→ **Data under study**:
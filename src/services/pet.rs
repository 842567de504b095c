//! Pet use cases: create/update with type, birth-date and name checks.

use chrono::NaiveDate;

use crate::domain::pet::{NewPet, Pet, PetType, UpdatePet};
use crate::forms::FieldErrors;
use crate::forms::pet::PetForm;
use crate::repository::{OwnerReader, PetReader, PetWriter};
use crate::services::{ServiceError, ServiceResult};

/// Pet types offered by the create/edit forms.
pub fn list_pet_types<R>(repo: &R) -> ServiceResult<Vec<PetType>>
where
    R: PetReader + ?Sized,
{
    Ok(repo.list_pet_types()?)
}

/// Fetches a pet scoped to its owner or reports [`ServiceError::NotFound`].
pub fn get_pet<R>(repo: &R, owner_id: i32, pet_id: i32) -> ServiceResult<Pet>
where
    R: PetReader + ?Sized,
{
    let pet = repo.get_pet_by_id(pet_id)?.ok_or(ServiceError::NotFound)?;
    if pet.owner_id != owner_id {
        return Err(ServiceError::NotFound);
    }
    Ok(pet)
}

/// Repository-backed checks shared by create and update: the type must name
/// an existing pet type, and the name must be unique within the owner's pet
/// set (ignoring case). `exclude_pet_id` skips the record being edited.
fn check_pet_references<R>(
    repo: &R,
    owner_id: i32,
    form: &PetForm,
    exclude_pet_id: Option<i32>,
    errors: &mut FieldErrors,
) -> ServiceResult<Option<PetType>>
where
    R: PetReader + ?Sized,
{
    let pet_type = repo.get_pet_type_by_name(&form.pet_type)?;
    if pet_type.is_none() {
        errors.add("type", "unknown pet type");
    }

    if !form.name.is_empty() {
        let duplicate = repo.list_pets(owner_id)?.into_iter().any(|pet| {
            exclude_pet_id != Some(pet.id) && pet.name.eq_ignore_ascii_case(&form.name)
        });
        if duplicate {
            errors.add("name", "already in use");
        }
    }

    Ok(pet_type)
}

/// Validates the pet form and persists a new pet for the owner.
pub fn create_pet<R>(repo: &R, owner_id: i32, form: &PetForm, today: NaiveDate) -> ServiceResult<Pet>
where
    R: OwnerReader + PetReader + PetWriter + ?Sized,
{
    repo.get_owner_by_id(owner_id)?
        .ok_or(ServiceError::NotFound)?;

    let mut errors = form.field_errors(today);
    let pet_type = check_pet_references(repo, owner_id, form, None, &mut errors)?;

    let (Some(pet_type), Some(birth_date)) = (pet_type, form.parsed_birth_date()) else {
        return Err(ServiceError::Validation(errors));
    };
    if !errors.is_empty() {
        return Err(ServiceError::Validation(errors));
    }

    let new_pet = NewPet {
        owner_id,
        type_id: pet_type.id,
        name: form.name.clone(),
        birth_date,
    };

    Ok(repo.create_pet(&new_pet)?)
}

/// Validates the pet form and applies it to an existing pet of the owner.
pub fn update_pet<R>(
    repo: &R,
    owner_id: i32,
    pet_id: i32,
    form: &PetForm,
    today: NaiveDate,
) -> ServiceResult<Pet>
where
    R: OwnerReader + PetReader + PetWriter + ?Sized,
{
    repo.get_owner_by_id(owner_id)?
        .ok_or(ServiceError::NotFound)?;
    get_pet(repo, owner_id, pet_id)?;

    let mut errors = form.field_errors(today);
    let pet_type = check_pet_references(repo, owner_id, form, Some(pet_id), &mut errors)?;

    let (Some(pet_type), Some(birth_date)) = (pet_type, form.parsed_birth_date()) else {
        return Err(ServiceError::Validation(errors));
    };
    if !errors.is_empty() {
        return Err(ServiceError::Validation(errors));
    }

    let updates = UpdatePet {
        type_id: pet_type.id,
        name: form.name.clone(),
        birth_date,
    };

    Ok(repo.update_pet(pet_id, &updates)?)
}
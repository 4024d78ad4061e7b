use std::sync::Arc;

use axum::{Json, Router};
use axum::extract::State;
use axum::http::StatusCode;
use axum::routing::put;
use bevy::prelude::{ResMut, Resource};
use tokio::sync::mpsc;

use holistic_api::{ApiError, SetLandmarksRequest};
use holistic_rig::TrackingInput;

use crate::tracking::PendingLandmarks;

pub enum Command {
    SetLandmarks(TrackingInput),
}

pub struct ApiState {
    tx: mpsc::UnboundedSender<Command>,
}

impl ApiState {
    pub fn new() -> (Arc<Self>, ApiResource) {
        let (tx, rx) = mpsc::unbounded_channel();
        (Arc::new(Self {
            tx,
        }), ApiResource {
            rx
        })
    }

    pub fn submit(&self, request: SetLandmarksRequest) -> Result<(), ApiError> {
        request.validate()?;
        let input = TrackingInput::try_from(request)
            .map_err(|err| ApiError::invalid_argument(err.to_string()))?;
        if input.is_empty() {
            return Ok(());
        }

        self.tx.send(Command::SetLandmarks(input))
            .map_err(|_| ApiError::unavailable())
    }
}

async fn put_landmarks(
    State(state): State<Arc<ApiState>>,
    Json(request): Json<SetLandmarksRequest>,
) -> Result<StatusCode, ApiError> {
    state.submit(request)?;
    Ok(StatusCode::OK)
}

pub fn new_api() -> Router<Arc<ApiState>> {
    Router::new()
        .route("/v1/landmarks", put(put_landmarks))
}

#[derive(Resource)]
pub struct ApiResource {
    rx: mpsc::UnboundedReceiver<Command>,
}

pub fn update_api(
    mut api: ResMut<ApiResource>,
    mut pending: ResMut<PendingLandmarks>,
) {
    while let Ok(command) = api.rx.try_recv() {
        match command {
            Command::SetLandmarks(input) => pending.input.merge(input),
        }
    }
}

→ **About this exercise**: Every entry above must be reproduced word for word.

→ **Answer below**:
filename src/services/pet.rs
repository 842567de504b095c
//! Pet use cases: create/update with type, birth-date and name checks.

use chrono::NaiveDate;

use crate::domain::pet::{NewPet, Pet, PetType, UpdatePet};
use crate::forms::FieldErrors;
use crate::forms::pet::PetForm;
use crate::repository::{OwnerReader, PetReader, PetWriter};
use crate::services::{ServiceError, ServiceResult};

/// Pet types offered by the create/edit forms.
pub fn list_pet_types<R>(repo: &R) -> ServiceResult<Vec<PetType>>
where
    R: PetReader + ?Sized,
{
    Ok(repo.list_pet_types()?)
}

/// Fetches a pet scoped to its owner or reports [`ServiceError::NotFound`].
pub fn get_pet<R>(repo: &R, owner_id: i32, pet_id: i32) -> ServiceResult<Pet>
where
    R: PetReader + ?Sized,
{
    let pet = repo.get_pet_by_id(pet_id)?.ok_or(ServiceError::NotFound)?;
    if pet.owner_id != owner_id {
        return Err(ServiceError::NotFound);
    }
    Ok(pet)
}

/// Repository-backed checks shared by create and update: the type must name
/// an existing pet type, and the name must be unique within the owner's pet
/// set (ignoring case). `exclude_pet_id` skips the record being edited.
fn check_pet_references<R>(
    repo: &R,
    owner_id: i32,
    form: &PetForm,
    exclude_pet_id: Option<i32>,
    errors: &mut FieldErrors,
) -> ServiceResult<Option<PetType>>
where
    R: PetReader + ?Sized,
{
    let pet_type = repo.get_pet_type_by_name(&form.pet_type)?;
    if pet_type.is_none() {
        errors.add("type", "unknown pet type");
    }

    if !form.name.is_empty() {
        let duplicate = repo.list_pets(owner_id)?.into_iter().any(|pet| {
            exclude_pet_id != Some(pet.id) && pet.name.eq_ignore_ascii_case(&form.name)
        });
        if duplicate {
            errors.add("name", "already in use");
        }
    }

    Ok(pet_type)
}

/// Validates the pet form and persists a new pet for the owner.
pub fn create_pet<R>(repo: &R, owner_id: i32, form: &PetForm, today: NaiveDate) -> ServiceResult<Pet>
where
    R: OwnerReader + PetReader + PetWriter + ?Sized,
{
    repo.get_owner_by_id(owner_id)?
        .ok_or(ServiceError::NotFound)?;

    let mut errors = form.field_errors(today);
    let pet_type = check_pet_references(repo, owner_id, form, None, &mut errors)?;

    let (Some(pet_type), Some(birth_date)) = (pet_type, form.parsed_birth_date()) else {
        return Err(ServiceError::Validation(errors));
    };
    if !errors.is_empty() {
        return Err(ServiceError::Validation(errors));
    }

    let new_pet = NewPet {
        owner_id,
        type_id: pet_type.id,
        name: form.name.clone(),
        birth_date,
    };

    Ok(repo.create_pet(&new_pet)?)
}

/// Validates the pet form and applies it to an existing pet of the owner.
pub fn update_pet<R>(
    repo: &R,
    owner_id: i32,
    pet_id: i32,
    form: &PetForm,
    today: NaiveDate,
) -> ServiceResult<Pet>
where
    R: OwnerReader + PetReader + PetWriter + ?Sized,
{
    repo.get_owner_by_id(owner_id)?
        .ok_or(ServiceError::NotFound)?;
    get_pet(repo, owner_id, pet_id)?;

    let mut errors = form.field_errors(today);
    let pet_type = check_pet_references(repo, owner_id, form, Some(pet_id), &mut errors)?;

    let (Some(pet_type), Some(birth_date)) = (pet_type, form.parsed_birth_date()) else {
        return Err(ServiceError::Validation(errors));
    };
    if !errors.is_empty() {
        return Err(ServiceError::Validation(errors));
    }

    let updates = UpdatePet {
        type_id: pet_type.id,
        name: form.name.clone(),
        birth_date,
    };

    Ok(repo.update_pet(pet_id, &updates)?)
}
repository 4024d78ad4061e7b
use std::sync::Arc;

use axum::{Json, Router};
use axum::extract::State;
use axum::http::StatusCode;
use axum::routing::put;
use bevy::prelude::{ResMut, Resource};
use tokio::sync::mpsc;

use holistic_api::{ApiError, SetLandmarksRequest};
use holistic_rig::TrackingInput;

use crate::tracking::PendingLandmarks;

pub enum Command {
    SetLandmarks(TrackingInput),
}

pub struct ApiState {
    tx: mpsc::UnboundedSender<Command>,
}

impl ApiState {
    pub fn new() -> (Arc<Self>, ApiResource) {
        let (tx, rx) = mpsc::unbounded_channel();
        (Arc::new(Self {
            tx,
        }), ApiResource {
            rx
        })
    }

    pub fn submit(&self, request: SetLandmarksRequest) -> Result<(), ApiError> {
        request.validate()?;
        let input = TrackingInput::try_from(request)
            .map_err(|err| ApiError::invalid_argument(err.to_string()))?;
        if input.is_empty() {
            return Ok(());
        }

        self.tx.send(Command::SetLandmarks(input))
            .map_err(|_| ApiError::unavailable())
    }
}

async fn put_landmarks(
    State(state): State<Arc<ApiState>>,
    Json(request): Json<SetLandmarksRequest>,
) -> Result<StatusCode, ApiError> {
    state.submit(request)?;
    Ok(StatusCode::OK)
}

pub fn new_api() -> Router<Arc<ApiState>> {
    Router::new()
        .route("/v1/landmarks", put(put_landmarks))
}

#[derive(Resource)]
pub struct ApiResource {
    rx: mpsc::UnboundedReceiver<Command>,
}

pub fn update_api(
    mut api: ResMut<ApiResource>,
    mut pending: ResMut<PendingLandmarks>,
) {
    while let Ok(command) = api.rx.try_recv() {
        match command {
            Command::SetLandmarks(input) => pending.input.merge(input),
        }
    }
}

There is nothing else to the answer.